• [Source material]
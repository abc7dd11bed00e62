// Copyright 2025 the VizIR Authors
// SPDX-License-Identifier: Apache-2.0 OR MIT

//! Chart content trees.
//!
//! Content is an ordered tree: leaves are marks, [`ChartContent::Group`] concatenates siblings in
//! document order, and [`ChartContent::Modified`] wraps a subtree with one modifier. A chain of
//! modifiers nests, so the last modifier applied is the outermost wrapper.

use crate::mark::Mark;
use crate::modifier::ContentModifier;

/// Operations shared by the content tree families (chart content, axis content, axis marks).
///
/// Each family has its own modifier type, so a modifier for one family cannot be applied to
/// another.
pub trait ContentNode: Sized {
    /// The modifier family that applies to this content.
    type Modifier;

    /// Returns content that draws nothing.
    fn empty() -> Self;

    /// Returns a placeholder for an element tag the family does not know.
    fn unsupported(tag: &str) -> Self;

    /// Returns `true` if this content draws nothing.
    fn is_empty(&self) -> bool;

    /// Appends `next` after `self`, flattening groups and dropping empty content.
    fn concat(self, next: Self) -> Self;

    /// Wraps this content with a modifier. Empty content stays empty.
    fn modified(self, modifier: Self::Modifier) -> Self;
}

/// Opaque view content, owned by the host view layer.
///
/// Annotations, custom symbols and legends carry views rather than chart content. The chart
/// layer only records which template was selected and what it contains.
#[derive(Clone, Debug, Default, PartialEq, Eq)]
pub struct ViewTemplate {
    /// Key of the template the content was selected by, if any.
    pub key: Option<String>,
    /// Root nodes, in document order.
    pub roots: Vec<ViewRoot>,
}

/// One root node of a [`ViewTemplate`].
#[derive(Clone, Debug, PartialEq, Eq)]
pub enum ViewRoot {
    /// An element, by tag name.
    Element(String),
    /// A text node.
    Text(String),
}

impl ViewTemplate {
    /// Returns `true` if the template has no roots.
    pub fn is_empty(&self) -> bool {
        self.roots.is_empty()
    }
}

/// A chart content tree.
#[derive(Clone, Debug, Default, PartialEq)]
pub enum ChartContent {
    /// Draws nothing.
    #[default]
    Empty,
    /// One mark.
    Mark(Mark),
    /// A plot: grouped content produced by one element.
    Plot(Vec<ChartContent>),
    /// Sibling content, in document order.
    Group(Vec<ChartContent>),
    /// Content wrapped with one modifier.
    Modified {
        /// The wrapped content.
        content: Box<ChartContent>,
        /// The modifier applied to it.
        modifier: ContentModifier,
    },
    /// An element the chart content family does not recognize.
    Unsupported {
        /// The element's tag.
        tag: String,
    },
}

impl ChartContent {
    /// Returns the top-level items: the members of a group, nothing for empty content, or the
    /// content itself.
    pub fn items(&self) -> &[Self] {
        match self {
            Self::Empty => &[],
            Self::Group(items) => items,
            other => core::slice::from_ref(other),
        }
    }

    /// Consumes the content and returns its top-level items (see [`ChartContent::items`]).
    pub fn into_items(self) -> Vec<Self> {
        match self {
            Self::Empty => Vec::new(),
            Self::Group(items) => items,
            other => vec![other],
        }
    }

    /// Collects every mark in the tree, in document order.
    pub fn marks(&self) -> Vec<&Mark> {
        let mut out = Vec::new();
        self.collect_marks(&mut out);
        out
    }

    fn collect_marks<'a>(&'a self, out: &mut Vec<&'a Mark>) {
        match self {
            Self::Empty | Self::Unsupported { .. } => {}
            Self::Mark(mark) => out.push(mark),
            Self::Plot(items) | Self::Group(items) => {
                for item in items {
                    item.collect_marks(out);
                }
            }
            Self::Modified { content, .. } => content.collect_marks(out),
        }
    }

    /// Returns the modifiers wrapping this node, outermost first, and the innermost content.
    pub fn peel_modifiers(&self) -> (Vec<&ContentModifier>, &Self) {
        let mut modifiers = Vec::new();
        let mut node = self;
        while let Self::Modified { content, modifier } = node {
            modifiers.push(modifier);
            node = &**content;
        }
        (modifiers, node)
    }
}

impl From<Mark> for ChartContent {
    fn from(mark: Mark) -> Self {
        Self::Mark(mark)
    }
}

impl ContentNode for ChartContent {
    type Modifier = ContentModifier;

    fn empty() -> Self {
        Self::Empty
    }

    fn unsupported(tag: &str) -> Self {
        Self::Unsupported {
            tag: tag.to_owned(),
        }
    }

    fn is_empty(&self) -> bool {
        matches!(self, Self::Empty)
    }

    fn concat(self, next: Self) -> Self {
        match (self, next) {
            (Self::Empty, next) => next,
            (acc, Self::Empty) => acc,
            (Self::Group(mut items), next) => {
                items.push(next);
                Self::Group(items)
            }
            (acc, next) => Self::Group(vec![acc, next]),
        }
    }

    fn modified(self, modifier: ContentModifier) -> Self {
        if self.is_empty() {
            return self;
        }
        Self::Modified {
            content: Box::new(self),
            modifier,
        }
    }
}

#[cfg(test)]
mod tests {
    use super::*;
    use crate::{BarMark, MarkGeometry, PlottableValue};

    fn bar(x: f64) -> ChartContent {
        let geometry = MarkGeometry::Simple {
            x: PlottableValue::new("X", x),
            y: PlottableValue::new("Y", x),
        };
        Mark::from(BarMark::new(geometry).unwrap()).into()
    }

    #[test]
    fn concat_flattens_groups_and_drops_empty() {
        let content = ChartContent::Empty
            .concat(bar(0.0))
            .concat(ChartContent::Empty)
            .concat(bar(1.0))
            .concat(bar(2.0));
        let ChartContent::Group(items) = &content else {
            panic!("expected a group, got {content:?}");
        };
        assert_eq!(items.len(), 3);
        assert_eq!(content.marks().len(), 3);
    }

    #[test]
    fn modifiers_nest_with_the_last_applied_outermost() {
        let content = bar(0.0)
            .modified(ContentModifier::Opacity(0.5))
            .modified(ContentModifier::ZIndex(2));
        let (modifiers, inner) = content.peel_modifiers();
        assert_eq!(
            modifiers,
            vec![&ContentModifier::ZIndex(2), &ContentModifier::Opacity(0.5)]
        );
        assert!(matches!(inner, ChartContent::Mark(_)));
    }

    #[test]
    fn modifying_empty_content_is_a_no_op() {
        let content = ChartContent::Empty.modified(ContentModifier::Opacity(0.5));
        assert!(content.is_empty());
        assert!(content.items().is_empty());
    }
}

• [Problem to work on]
Transcribe all the data word for word, as it appears above.

• [Completed exercise]
repository abc7dd11bed00e62
// Copyright 2025 the VizIR Authors
// SPDX-License-Identifier: Apache-2.0 OR MIT

//! Chart content trees.
//!
//! Content is an ordered tree: leaves are marks, [`ChartContent::Group`] concatenates siblings in
//! document order, and [`ChartContent::Modified`] wraps a subtree with one modifier. A chain of
//! modifiers nests, so the last modifier applied is the outermost wrapper.

use crate::mark::Mark;
use crate::modifier::ContentModifier;

/// Operations shared by the content tree families (chart content, axis content, axis marks).
///
/// Each family has its own modifier type, so a modifier for one family cannot be applied to
/// another.
pub trait ContentNode: Sized {
    /// The modifier family that applies to this content.
    type Modifier;

    /// Returns content that draws nothing.
    fn empty() -> Self;

    /// Returns a placeholder for an element tag the family does not know.
    fn unsupported(tag: &str) -> Self;

    /// Returns `true` if this content draws nothing.
    fn is_empty(&self) -> bool;

    /// Appends `next` after `self`, flattening groups and dropping empty content.
    fn concat(self, next: Self) -> Self;

    /// Wraps this content with a modifier. Empty content stays empty.
    fn modified(self, modifier: Self::Modifier) -> Self;
}

/// Opaque view content, owned by the host view layer.
///
/// Annotations, custom symbols and legends carry views rather than chart content. The chart
/// layer only records which template was selected and what it contains.
#[derive(Clone, Debug, Default, PartialEq, Eq)]
pub struct ViewTemplate {
    /// Key of the template the content was selected by, if any.
    pub key: Option<String>,
    /// Root nodes, in document order.
    pub roots: Vec<ViewRoot>,
}

/// One root node of a [`ViewTemplate`].
#[derive(Clone, Debug, PartialEq, Eq)]
pub enum ViewRoot {
    /// An element, by tag name.
    Element(String),
    /// A text node.
    Text(String),
}

impl ViewTemplate {
    /// Returns `true` if the template has no roots.
    pub fn is_empty(&self) -> bool {
        self.roots.is_empty()
    }
}

/// A chart content tree.
#[derive(Clone, Debug, Default, PartialEq)]
pub enum ChartContent {
    /// Draws nothing.
    #[default]
    Empty,
    /// One mark.
    Mark(Mark),
    /// A plot: grouped content produced by one element.
    Plot(Vec<ChartContent>),
    /// Sibling content, in document order.
    Group(Vec<ChartContent>),
    /// Content wrapped with one modifier.
    Modified {
        /// The wrapped content.
        content: Box<ChartContent>,
        /// The modifier applied to it.
        modifier: ContentModifier,
    },
    /// An element the chart content family does not recognize.
    Unsupported {
        /// The element's tag.
        tag: String,
    },
}

impl ChartContent {
    /// Returns the top-level items: the members of a group, nothing for empty content, or the
    /// content itself.
    pub fn items(&self) -> &[Self] {
        match self {
            Self::Empty => &[],
            Self::Group(items) => items,
            other => core::slice::from_ref(other),
        }
    }

    /// Consumes the content and returns its top-level items (see [`ChartContent::items`]).
    pub fn into_items(self) -> Vec<Self> {
        match self {
            Self::Empty => Vec::new(),
            Self::Group(items) => items,
            other => vec![other],
        }
    }

    /// Collects every mark in the tree, in document order.
    pub fn marks(&self) -> Vec<&Mark> {
        let mut out = Vec::new();
        self.collect_marks(&mut out);
        out
    }

    fn collect_marks<'a>(&'a self, out: &mut Vec<&'a Mark>) {
        match self {
            Self::Empty | Self::Unsupported { .. } => {}
            Self::Mark(mark) => out.push(mark),
            Self::Plot(items) | Self::Group(items) => {
                for item in items {
                    item.collect_marks(out);
                }
            }
            Self::Modified { content, .. } => content.collect_marks(out),
        }
    }

    /// Returns the modifiers wrapping this node, outermost first, and the innermost content.
    pub fn peel_modifiers(&self) -> (Vec<&ContentModifier>, &Self) {
        let mut modifiers = Vec::new();
        let mut node = self;
        while let Self::Modified { content, modifier } = node {
            modifiers.push(modifier);
            node = &**content;
        }
        (modifiers, node)
    }
}

impl From<Mark> for ChartContent {
    fn from(mark: Mark) -> Self {
        Self::Mark(mark)
    }
}

impl ContentNode for ChartContent {
    type Modifier = ContentModifier;

    fn empty() -> Self {
        Self::Empty
    }

    fn unsupported(tag: &str) -> Self {
        Self::Unsupported {
            tag: tag.to_owned(),
        }
    }

    fn is_empty(&self) -> bool {
        matches!(self, Self::Empty)
    }

    fn concat(self, next: Self) -> Self {
        match (self, next) {
            (Self::Empty, next) => next,
            (acc, Self::Empty) => acc,
            (Self::Group(mut items), next) => {
                items.push(next);
                Self::Group(items)
            }
            (acc, next) => Self::Group(vec![acc, next]),
        }
    }

    fn modified(self, modifier: ContentModifier) -> Self {
        if self.is_empty() {
            return self;
        }
        Self::Modified {
            content: Box::new(self),
            modifier,
        }
    }
}

#[cfg(test)]
mod tests {
    use super::*;
    use crate::{BarMark, MarkGeometry, PlottableValue};

    fn bar(x: f64) -> ChartContent {
        let geometry = MarkGeometry::Simple {
            x: PlottableValue::new("X", x),
            y: PlottableValue::new("Y", x),
        };
        Mark::from(BarMark::new(geometry).unwrap()).into()
    }

    #[test]
    fn concat_flattens_groups_and_drops_empty() {
        let content = ChartContent::Empty
            .concat(bar(0.0))
            .concat(ChartContent::Empty)
            .concat(bar(1.0))
            .concat(bar(2.0));
        let ChartContent::Group(items) = &content else {
            panic!("expected a group, got {content:?}");
        };
        assert_eq!(items.len(), 3);
        assert_eq!(content.marks().len(), 3);
    }

    #[test]
    fn modifiers_nest_with_the_last_applied_outermost() {
        let content = bar(0.0)
            .modified(ContentModifier::Opacity(0.5))
            .modified(ContentModifier::ZIndex(2));
        let (modifiers, inner) = content.peel_modifiers();
        assert_eq!(
            modifiers,
            vec![&ContentModifier::ZIndex(2), &ContentModifier::Opacity(0.5)]
        );
        assert!(matches!(inner, ChartContent::Mark(_)));
    }

    #[test]
    fn modifying_empty_content_is_a_no_op() {
        let content = ChartContent::Empty.modified(ContentModifier::Opacity(0.5));
        assert!(content.is_empty());
        assert!(content.items().is_empty());
    }
}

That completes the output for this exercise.